The Follies of Instant History
The recent news of a poll by today’s historians didn’t make as much news as I had hoped it would. Where was the analysis by pundits? The poll’s premise - that today’s historians could pass judgment on President Bush’s legacy 8 months before he leaves office - was ridiculous. The only good analysis I could find was from an openly anti-Bush historian who did a really great job of explaining his concerns about this poll:
On the recent poll:
We have gotten ourselves into such a state in this regard that most historians no longer even see any problem here—they no longer see a principled distinction to be made between our present politics and our historical judgments. Indeed, I suspect few of my colleagues see anything wrong with this kind of poll, and think I am out on some fringe somewhere with my concerns. And I fear I am. That is the real tragedy of it: this conflation of politics with historical scholarship is so commonplace that old-fashioned historians like me have become fringe characters by stint of our unwillingness to move along with the postmodern crowd.
Simply put: it is foolish to think that historians can offer an historical judgment on the Bush presidency (even a tentative one) while that presidency is still in motion. We cannot short-circuit the processes of historical research and scholarship and produce anything remotely related to valid historical judgments.
He also wrote back in 2006, after a similar poll:
Historians have both a right and a duty to try to influence public policy in ways they think desirable. As public intellectuals, they can and should speak out about Bush Administration policies. But they cannot pretend that, qua historian, they are giving us a professional assessment of the presidency of George W. Bush, while that presidency is still in motion. It is a form of intellectual dishonesty to pretend that the discipline of historical analysis currently certifies—as a matter of learned scholarship—that Bush can be judged, even tentatively, as among our worst presidents. A historians can say—as a political liberal—that she disagrees with Bush policy in a number of areas, and she expects these policies to turn out badly. But she cannot play the coy game of pretending that this is the objective assessment of the history profession—no matter how many historians are polled in similar gestures of the same arrogance.

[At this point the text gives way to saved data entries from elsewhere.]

//! Cooperative cancellation shared between the batch runner and resolutions.

use std::sync::atomic::{AtomicBool, Ordering};
use std::sync::Arc;

/// Cloneable flag checked at every suspension point of a resolution.
#[derive(Debug, Clone, Default)]
pub struct CancelToken {
    cancelled: Arc<AtomicBool>,
}

impl CancelToken {
    pub fn new() -> Self {
        Self::default()
    }

    pub fn cancel(&self) {
        self.cancelled.store(true, Ordering::SeqCst);
    }

    pub fn is_cancelled(&self) -> bool {
        self.cancelled.load(Ordering::SeqCst)
    }
}

#[cfg(test)]
mod tests {
    use super::CancelToken;

    #[test]
    fn test_cancel_is_visible_through_clones() {
        let token = CancelToken::new();
        let observer = token.clone();
        assert!(!observer.is_cancelled());
        token.cancel();
        assert!(observer.is_cancelled());
    }
}
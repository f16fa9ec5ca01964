//! Field-by-field reconciliation of attributed facts.
//!
//! Merging is a pure function of the fact list: each canonical field takes the
//! first non-empty value from the highest-priority source of its category.
//! `years_active` alone may be overridden by a lower-priority source (see
//! [`YEARS_ACTIVE_OVERRIDE_MARGIN`]).

use std::collections::BTreeMap;

use crate::model::{
    FieldCategory, FieldName, FieldValue, RelationshipBlock, RelationshipGraph, ResolvedField,
    SourceFact, SourceId,
};

/// Confidence lead a non-estimated `years_active` value needs to displace an
/// estimated one from a higher-priority source.
pub const YEARS_ACTIVE_OVERRIDE_MARGIN: f32 = 0.2;
const CONFIDENCE_EPSILON: f32 = 1e-4;

const BIOGRAPHY_PRIORITY: &[SourceId] = &[
    SourceId::WikipediaStructured,
    SourceId::WikipediaSummary,
    SourceId::AiResearch,
    SourceId::MusicBrainz,
];
const BIOGRAPHICAL_PRIORITY: &[SourceId] = &[
    SourceId::WikipediaStructured,
    SourceId::Wikidata,
    SourceId::MusicBrainz,
];
const CATALOG_PRIORITY: &[SourceId] = &[SourceId::Spotify];
const REFERENCE_PRIORITY: &[SourceId] = &[
    SourceId::WikipediaStructured,
    SourceId::WikipediaSummary,
    SourceId::Wikidata,
    SourceId::MusicBrainz,
];

/// Sources allowed to fill a category, highest priority first.
pub fn priority(category: FieldCategory) -> &'static [SourceId] {
    match category {
        FieldCategory::Biography => BIOGRAPHY_PRIORITY,
        FieldCategory::Biographical => BIOGRAPHICAL_PRIORITY,
        FieldCategory::Catalog => CATALOG_PRIORITY,
        FieldCategory::Reference => REFERENCE_PRIORITY,
        FieldCategory::Supplement => &[],
    }
}

/// Non-empty candidates for `field` in priority order. Within one source the
/// fact order is kept.
fn candidates(field: FieldName, facts: &[SourceFact]) -> Vec<&SourceFact> {
    priority(field.category())
        .iter()
        .flat_map(|source| {
            facts.iter().filter(move |fact| {
                fact.field == field && fact.source == *source && !fact.value.is_empty()
            })
        })
        .collect()
}

fn is_estimated(fact: &SourceFact) -> bool {
    fact.value.as_years().is_some_and(|years| years.is_estimated())
}

fn overrides_years_active(current: &SourceFact, challenger: &SourceFact) -> bool {
    is_estimated(current)
        && !is_estimated(challenger)
        && challenger.confidence + CONFIDENCE_EPSILON
            >= current.confidence + YEARS_ACTIVE_OVERRIDE_MARGIN
}

fn choose(field: FieldName, facts: &[SourceFact]) -> Option<&SourceFact> {
    let mut ordered = candidates(field, facts).into_iter();
    let first = ordered.next()?;
    if field != FieldName::YearsActive {
        return Some(first);
    }
    Some(ordered.fold(first, |current, challenger| {
        if overrides_years_active(current, challenger) {
            challenger
        } else {
            current
        }
    }))
}

/// Picks exactly one winning value per canonical field that has a contributor.
pub fn merge_facts(facts: &[SourceFact]) -> BTreeMap<FieldName, ResolvedField> {
    FieldName::CANONICAL
        .iter()
        .filter_map(|field| choose(*field, facts).map(|fact| (*field, ResolvedField::from(fact))))
        .collect()
}

/// Collects research relationships and citations into the supplementary block.
pub fn relationship_block(facts: &[SourceFact]) -> Option<RelationshipBlock> {
    let graph = facts.iter().find_map(|fact| match (&fact.field, &fact.value) {
        (FieldName::Relationships, FieldValue::Relationships(graph)) if !graph.is_empty() => {
            Some((fact.source, graph.clone()))
        }
        _ => None,
    });
    let citations = facts
        .iter()
        .filter(|fact| fact.field == FieldName::Citations)
        .find_map(|fact| fact.value.as_list().map(<[String]>::to_vec))
        .unwrap_or_default();

    match graph {
        Some((source, graph)) => Some(RelationshipBlock {
            source,
            graph,
            citations,
        }),
        None if !citations.is_empty() => Some(RelationshipBlock {
            source: SourceId::AiResearch,
            graph: RelationshipGraph::default(),
            citations,
        }),
        None => None,
    }
}

/// Length in characters of the best biography gathered so far.
pub fn best_biography_chars(facts: &[SourceFact]) -> usize {
    facts
        .iter()
        .filter(|fact| fact.field == FieldName::BiographyText)
        .filter_map(|fact| fact.value.as_text())
        .map(|text| text.trim().chars().count())
        .max()
        .unwrap_or(0)
}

Source: The Follies of Instant History: Another Meaningless Poll of Historians and Should Historians Try to Rank President Bush’s Presidency, both by Larry DeWitt on George Mason University’s History News Network






It’s a flawed sense of Historiography, one that’s been corrupted by a lack of patience & a desire to use History as a weapon in contemporary political battles.
It’s always sort of been there - after all, the winners have always gotten to write the History, right? It’s just that in the modern/Western world, things haven’t been so blatant (Stalin aside). Once we entered into the post-modern era, though, all bets were off.
And now we reap the whriwinds like these bogus polls.
Rest assured, though, that the real History won’t even start to get understood & written for at least 50 years, and possibly until after all of today’s major players are dead & gone.